The Lieberman within me

Op-ed: Yaron London discusses his constant battle with 'chronic disease' most Jews have contracted

A little Lieberman lives inside my stomach, lurking like and ulcer – sometimes stings and sometimes itches. It attached itself to me when I learned as a young boy that my grandparents were murdered by their Lithuanian neighbors. I imagined parachuting with Hannah Senesh, fighting alongside the rebels in the ghettos and penetrating Hitler's bunker and slowly torturing him to death; I destroyed Berlin, poisoned Germany's wells and rescued all of the survivors and refugees; I invaded Europe and punished the enemies and all those who took part in the massacre or did not listen to the cries of my people. And who among the goyim did listen to the cries? None of them. They are all guilty and should all be mercilessly annihilated.

 

When I grew up I discovered that Lieberman is a chronic disease, which almost all Jews have contracted with varying degrees of severity. If it is not treated properly, the disease can turn its carriers into monsters. I learned that not all of the goyim massacred Jews; they did not all shut their ears and many of them helped the Jews. Nearly every survivor owes his or her life to someone, or to a number of people, who risked their lives for them. I learned that no one can entirely resist the tempting sound of boots on the pavement; that communities completely immune to the miserable comfort concealed in the hatred of the foreigner do not exist; and that all nations are selfish to some extent.

 

I learned that Nazi Germany was a unique case, and that the story of the Jews is unique as well, but also that before the Holocaust, and after it, there were holocausts that were similar in their cruelty level to our tragedy: The tragedy of the slaves in Africa; the tragedy of the Native Americans; the tragedy of the Cambodians under the rule of Pol Pot; the tragedy of the people of Rwanda, and so on.

 

Finally, I examined myself and found out that I do not know for certain how I would have acted had I been a young German during the Nazi regime.
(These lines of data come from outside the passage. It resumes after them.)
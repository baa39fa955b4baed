//! # fr-db-sqlite Implementation
//!
//! This crate implements the data mapping between the SQLite relational model
//! and the `fr-core` domain models. One `SqliteStore` serves every port.

mod filters;
mod freets;
mod intents;
mod suggestions;
mod tags;

use std::str::FromStr;
use std::time::Duration;

use sqlx::sqlite::{SqliteConnectOptions, SqlitePool, SqlitePoolOptions, SqliteRow};
use sqlx::{QueryBuilder, Sqlite};
use uuid::Uuid;

/// Tables are keyed by 16-byte UUID blobs. Relations point at `freets(id)`
/// and are removed explicitly before their freet.
const SCHEMA: &str = r#"
CREATE TABLE IF NOT EXISTS freets (
    id          BLOB PRIMARY KEY NOT NULL,
    author_id   BLOB NOT NULL,
    content     TEXT NOT NULL,
    created_at  TEXT NOT NULL,
    modified_at TEXT NOT NULL
);
CREATE INDEX IF NOT EXISTS freets_author_id ON freets (author_id);

CREATE TABLE IF NOT EXISTS tags (
    id       BLOB PRIMARY KEY NOT NULL,
    freet_id BLOB NOT NULL REFERENCES freets (id),
    label    TEXT NOT NULL
);
CREATE INDEX IF NOT EXISTS tags_label ON tags (label);
CREATE INDEX IF NOT EXISTS tags_freet_id ON tags (freet_id);

CREATE TABLE IF NOT EXISTS intents (
    freet_id   BLOB PRIMARY KEY NOT NULL REFERENCES freets (id),
    kind       TEXT NOT NULL,
    supplement TEXT
);
CREATE INDEX IF NOT EXISTS intents_kind ON intents (kind);

CREATE TABLE IF NOT EXISTS suggestions (
    id           BLOB PRIMARY KEY NOT NULL,
    freet_id     BLOB NOT NULL REFERENCES freets (id),
    suggestor_id BLOB NOT NULL,
    kind         TEXT NOT NULL,
    value        TEXT NOT NULL,
    UNIQUE (freet_id, suggestor_id, kind, value)
);
CREATE INDEX IF NOT EXISTS suggestions_value_kind ON suggestions (value, kind);

CREATE TABLE IF NOT EXISTS filters (
    id         BLOB PRIMARY KEY NOT NULL,
    owner_id   BLOB NOT NULL,
    name       TEXT NOT NULL,
    is_public  INTEGER NOT NULL,
    created_at TEXT NOT NULL,
    criteria   TEXT NOT NULL
);
CREATE INDEX IF NOT EXISTS filters_owner_id ON filters (owner_id);
"#;

pub struct SqliteStore {
    pool: SqlitePool,
}

impl SqliteStore {
    /// Opens (or creates) the database at `url` and applies the schema.
    pub async fn new(url: &str) -> anyhow::Result<Self> {
        Self::connect(url, 5).await
    }

    pub async fn connect(url: &str, max_connections: u32) -> anyhow::Result<Self> {
        let options = SqliteConnectOptions::from_str(url)?
            .create_if_missing(true)
            .foreign_keys(true);

        // Every connection to `:memory:` is a separate database, so keep
        // exactly one alive for the lifetime of the pool.
        let mut pool_options = SqlitePoolOptions::new().max_connections(max_connections);
        if url.contains(":memory:") {
            pool_options = pool_options
                .max_connections(1)
                .idle_timeout(Option::<Duration>::None)
                .max_lifetime(Option::<Duration>::None);
        }

        let pool = pool_options.connect_with(options).await?;
        sqlx::raw_sql(SCHEMA).execute(&pool).await?;
        log::info!("sqlite store ready at {url}");

        Ok(Self { pool })
    }
}

// Helpers for UUID conversion
fn uuid_to_blob(id: Uuid) -> Vec<u8> {
    id.as_bytes().to_vec()
}

fn blob_to_uuid(blob: &[u8]) -> anyhow::Result<Uuid> {
    Ok(Uuid::from_slice(blob)?)
}

/// Ids bound per `IN (...)` list. SQLite rejects statements with more than
/// 32766 parameters.
const IN_CHUNK: usize = 10_000;

/// `<select> (?, ?, ...)` with one bound blob per id. Callers skip empty sets.
fn select_in<'a>(select: &str, ids: impl IntoIterator<Item = &'a Uuid>) -> QueryBuilder<'static, Sqlite> {
    let mut builder = QueryBuilder::new(select);
    builder.push(" (");
    let mut list = builder.separated(", ");
    for id in ids {
        list.push_bind(uuid_to_blob(*id));
    }
    list.push_unseparated(")");
    builder
}

impl SqliteStore {
    /// Runs `<select> (?, ...)<suffix>` over `ids` in chunks of `IN_CHUNK`
    /// and concatenates the rows. Ordering in `suffix` holds per chunk only.
    async fn fetch_in(&self, select: &str, ids: &[Uuid], suffix: &str) -> anyhow::Result<Vec<SqliteRow>> {
        let mut rows = Vec::with_capacity(ids.len());
        for chunk in ids.chunks(IN_CHUNK) {
            let mut builder = select_in(select, chunk);
            builder.push(suffix);
            rows.extend(builder.build().fetch_all(&self.pool).await?);
        }
        Ok(rows)
    }
}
Would I have acted like the worst of them, or like the majority, who cooperated by following orders? Would I have left Germany in advance? Would I have secretly helped the Jews or join the few who conspired against the regime and paid with their lives or the lives of their loved ones? This soul-searching helps quell the Lieberman within me, but it requires constant treatment, because Lieberman is stubborn. He is like an ember waiting for the right circumstances and a "strong individual" to ignite it.

 

I feel the level of the Lieberman rising in my stomach when we are attacked and when it seems that the world does not comprehend our situation or is unwilling to provide us with all the assistance we ask for. I am frequently overcome by the sense of the Jew who is convinced that everyone is infected with incurable hatred toward Israel. So what do I do? I take a wisdom pill and remind myself that the world's nations have their own interests, and these interests do not coincide with our interests; I remind myself that we are also hostages of our own interests; this is why we assisted the racist regime in South Africa in exchange for its dubious aid and assisted the Kurds but later abandoned them when they became a burden; this is why we do not go out of our way to help all of the world's oppressed people and sell arms without being too fussy about the buyer's character or who his victims are. Because we are victims, eternal victims, and as victims we are clean, even when our hands our dirty.

 

This treatment keeps my Lieberman in check, but it does not calm Avigdor Lieberman's Lieberman, because unlike me, the foreign minister is in love with his Lieberman and nurtures him. He owes his political success to his Lieberman.

 

Now that Lieberman has resigned and is exempt from the duties of his post, I fear that he will release his inner Lieberman and ignite the Lieberman that lives within hundreds of thousands of voters.